Find the string "Create" in the records and copy each line where it occurs.

----------

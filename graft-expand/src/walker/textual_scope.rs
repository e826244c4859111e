use crate::expand::DefinitionLookup;
use graft_api::idents::Ident;
use graft_api::macros::MacroDefinition;
use std::cell::RefCell;
use std::rc::{Rc, Weak};

/// A textual scope: `macro_rules!` definitions are visible from the point they're written to
/// the end of the enclosing module, and in submodules written after them.
///
/// ```no_build
/// a!(); // not visible yet
/// macro_rules! a { () => () }
/// a!(); // fine
/// mod m {
///     a!(); // fine
///     macro_rules! b { () => () }
/// }
/// b!(); // not visible: doesn't leak out of `m`
/// ```
///
/// Each invocation holds the scope at its position, so a scope needs to be able to have
/// definitions inserted *before* it after the fact. That's a doubly-linked list: every scope
/// points back at the previous one, and weakly forward at the next.
#[derive(Clone)]
pub(crate) struct TextualScope(Rc<RefCell<TextualScopeInner>>);

impl TextualScope {
    /// Create an empty scope.
    pub(crate) fn empty() -> TextualScope {
        TextualScope(Rc::new(RefCell::new(TextualScopeInner {
            previous: None,
            definition: None,
            next: None,
        })))
    }

    /// Lookup a name within this scope. Later definitions shadow earlier ones.
    pub(crate) fn lookup(&self, name: &Ident) -> Option<Rc<MacroDefinition>> {
        let mut current = self.clone();
        loop {
            let previous = {
                let inner = current.0.borrow();
                if let Some(definition) = inner.definition.as_ref() {
                    if &definition.name == name {
                        return Some(definition.clone());
                    }
                }
                inner.previous.clone()?
            };
            current = previous;
        }
    }

    /// Append a definition to this scope, returning a new scope containing that definition.
    /// If something already follows this scope, the new scope is spliced in before it.
    pub(crate) fn append_scope(&self, definition: Option<MacroDefinition>) -> TextualScope {
        let next = self.0.borrow().next.as_ref().and_then(Weak::upgrade);
        let child = TextualScope(Rc::new(RefCell::new(TextualScopeInner {
            previous: Some(self.clone()),
            next: next.as_ref().map(Rc::downgrade),
            definition: definition.map(Rc::new),
        })));
        if let Some(next) = next {
            next.borrow_mut().previous = Some(child.clone());
        }
        self.0.borrow_mut().next = Some(Rc::downgrade(&child.0));
        child
    }

    /// Create a submodule that inherits from this scope, without becoming part of it:
    /// definitions appended to the submodule are invisible here, and definitions appended to
    /// this scope afterwards are invisible in the submodule.
    pub(crate) fn make_dead_submodule(&self) -> TextualScope {
        TextualScope(Rc::new(RefCell::new(TextualScopeInner {
            previous: Some(self.clone()),
            next: None,
            definition: None,
        })))
    }
}

impl DefinitionLookup for TextualScope {
    fn lookup_macro(&self, name: &Ident) -> Option<Rc<MacroDefinition>> {
        self.lookup(name)
    }
}

struct TextualScopeInner {
    previous: Option<TextualScope>,
    definition: Option<Rc<MacroDefinition>>,
    next: Option<Weak<RefCell<TextualScopeInner>>>,
}
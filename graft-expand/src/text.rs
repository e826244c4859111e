//! Carving source text out by span, without re-lexing.
//!
//! Relies on proc-macro2's `span-locations`: every span produced by parsing a string knows its
//! byte range within that string. A span must only ever be paired with the text it was parsed
//! from; proc-macro2 can't check that for us.

use graft_api::spans::Span;
use proc_macro2 as pm2;
use quote::ToTokens;
use std::ops::Range;
use std::path::PathBuf;
use std::sync::Arc;

/// What `syn::parse_file` actually lexes: the text after a leading byte-order mark and a `#!`
/// shebang line. Spans from a parsed file are relative to this, not to the text passed in.
/// The shebang's newline is kept so line numbers still match.
pub(crate) fn strip_preamble(source: &str) -> &str {
    let source = source.strip_prefix('\u{feff}').unwrap_or(source);
    match source.strip_prefix("#!") {
        // `#![inner_attribute]` is not a shebang
        Some(rest) if !skip_trivia(rest).starts_with('[') => match source.find('\n') {
            Some(newline) => &source[newline..],
            None => "",
        },
        _ => source,
    }
}

/// Skips whitespace and non-doc comments.
fn skip_trivia(mut rest: &str) -> &str {
    loop {
        let trimmed = rest.trim_start();
        let is_doc = trimmed.starts_with("///") && !trimmed.starts_with("////")
            || trimmed.starts_with("//!")
            || trimmed.starts_with("/**") && !trimmed.starts_with("/***")
            || trimmed.starts_with("/*!");
        if is_doc {
            return trimmed;
        }
        rest = if trimmed.starts_with("//") {
            trimmed.find('\n').map_or("", |newline| &trimmed[newline..])
        } else if let Some(comment) = trimmed.strip_prefix("/*") {
            match comment.find("*/") {
                Some(end) => &comment[end + 2..],
                None => return trimmed,
            }
        } else {
            return trimmed;
        };
    }
}

/// The text strictly between the delimiters of a delimited group, given the span of the whole
/// group (delimiters included). `None` if the delimiters are adjacent.
pub(crate) fn between_delimiters(source: &str, group: pm2::Span) -> Option<&str> {
    let Range { start, end } = group.byte_range();
    // delimiters are always a single byte
    if end < start + 2 {
        return None;
    }
    let inner = source.get(start + 1..end - 1)?;
    if inner.is_empty() {
        None
    } else {
        Some(inner)
    }
}

/// Byte range from the start of the first token to the end of the last.
pub(crate) fn covered_range(tokens: &dyn ToTokens) -> Option<Range<usize>> {
    tokens
        .to_token_stream()
        .into_iter()
        .map(|tt| tt.span().byte_range())
        .fold(None, |acc: Option<Range<usize>>, next| match acc {
            None => Some(next),
            Some(acc) => Some(acc.start.min(next.start)..acc.end.max(next.end)),
        })
}

/// The verbatim text covered by some tokens, comments and whitespace between them included.
pub(crate) fn covered<'s>(source: &'s str, tokens: &dyn ToTokens) -> Option<&'s str> {
    source.get(covered_range(tokens)?)
}

/// A `Span` running from the first of some tokens to the last.
pub(crate) fn span_of(
    macro_invocation: Option<Arc<Span>>,
    source_file: PathBuf,
    tokens: &dyn ToTokens,
) -> Span {
    let mut iter = tokens.to_token_stream().into_iter().map(|tt| tt.span());
    let first = iter.next().unwrap_or_else(pm2::Span::call_site);
    let last = iter.last().unwrap_or(first);

    let mut span = Span::new(macro_invocation, source_file, first);
    span.end_line = last.end().line as u32;
    span.end_column = last.end().column as u32;
    span
}

#[cfg(test)]
mod tests {
    use super::*;

    #[test]
    fn between() -> syn::Result<()> {
        spoor::init();

        let source = "if_std! { fn a() {} /* kept */ }";
        let mac = syn::parse_str::<syn::Macro>(source)?;
        let span = match &mac.delimiter {
            syn::MacroDelimiter::Brace(brace) => brace.span,
            other => panic!("unexpected: {:?}", other),
        };
        assert_eq!(
            between_delimiters(source, span),
            Some(" fn a() {} /* kept */ ")
        );
        Ok(())
    }

    #[test]
    fn adjacent_delimiters() -> syn::Result<()> {
        spoor::init();

        let source = "if_std!()";
        let mac = syn::parse_str::<syn::Macro>(source)?;
        let span = match &mac.delimiter {
            syn::MacroDelimiter::Paren(paren) => paren.span,
            other => panic!("unexpected: {:?}", other),
        };
        assert_eq!(between_delimiters(source, span), None);
        assert_eq!(between_delimiters(source, pm2::Span::call_site()), None);
        Ok(())
    }

    #[test]
    fn preamble() -> syn::Result<()> {
        spoor::init();

        assert_eq!(strip_preamble("\u{feff}struct A;"), "struct A;");
        assert_eq!(
            strip_preamble("#!/usr/bin/env run-cargo-script\nstruct A;"),
            "\nstruct A;"
        );
        assert_eq!(strip_preamble("#!/bin/sh"), "");
        assert_eq!(
            strip_preamble("#![allow(dead_code)]\nstruct A;"),
            "#![allow(dead_code)]\nstruct A;"
        );
        assert_eq!(
            strip_preamble("#! /* odd */ [allow(dead_code)]"),
            "#! /* odd */ [allow(dead_code)]"
        );

        let source = "\u{feff}#!/bin/run\n/// docs\nstruct Bar;";
        let file = syn::parse_file(source)?;
        assert_eq!(
            covered(strip_preamble(source), &file.items[0]),
            Some("/// docs\nstruct Bar;")
        );
        Ok(())
    }

    #[test]
    fn verbatim_item_text() -> syn::Result<()> {
        spoor::init();

        let source = "\n\n  /// docs\n  fn foo()   -> Foo { // odd spacing\n Foo }\n\nstruct Bar;";
        let file = syn::parse_file(source)?;
        assert_eq!(
            covered(source, &file.items[0]),
            Some("/// docs\n  fn foo()   -> Foo { // odd spacing\n Foo }")
        );
        assert_eq!(covered(source, &file.items[1]), Some("struct Bar;"));

        let span = span_of(None, "scratch.rs".into(), &file.items[0]);
        assert_eq!((span.start_line, span.end_line), (3, 5));
        Ok(())
    }
}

----------

» **Answer box**
    /// Create an empty scope.
    /// Create a submodule that inherits from this scope, without becoming part of it:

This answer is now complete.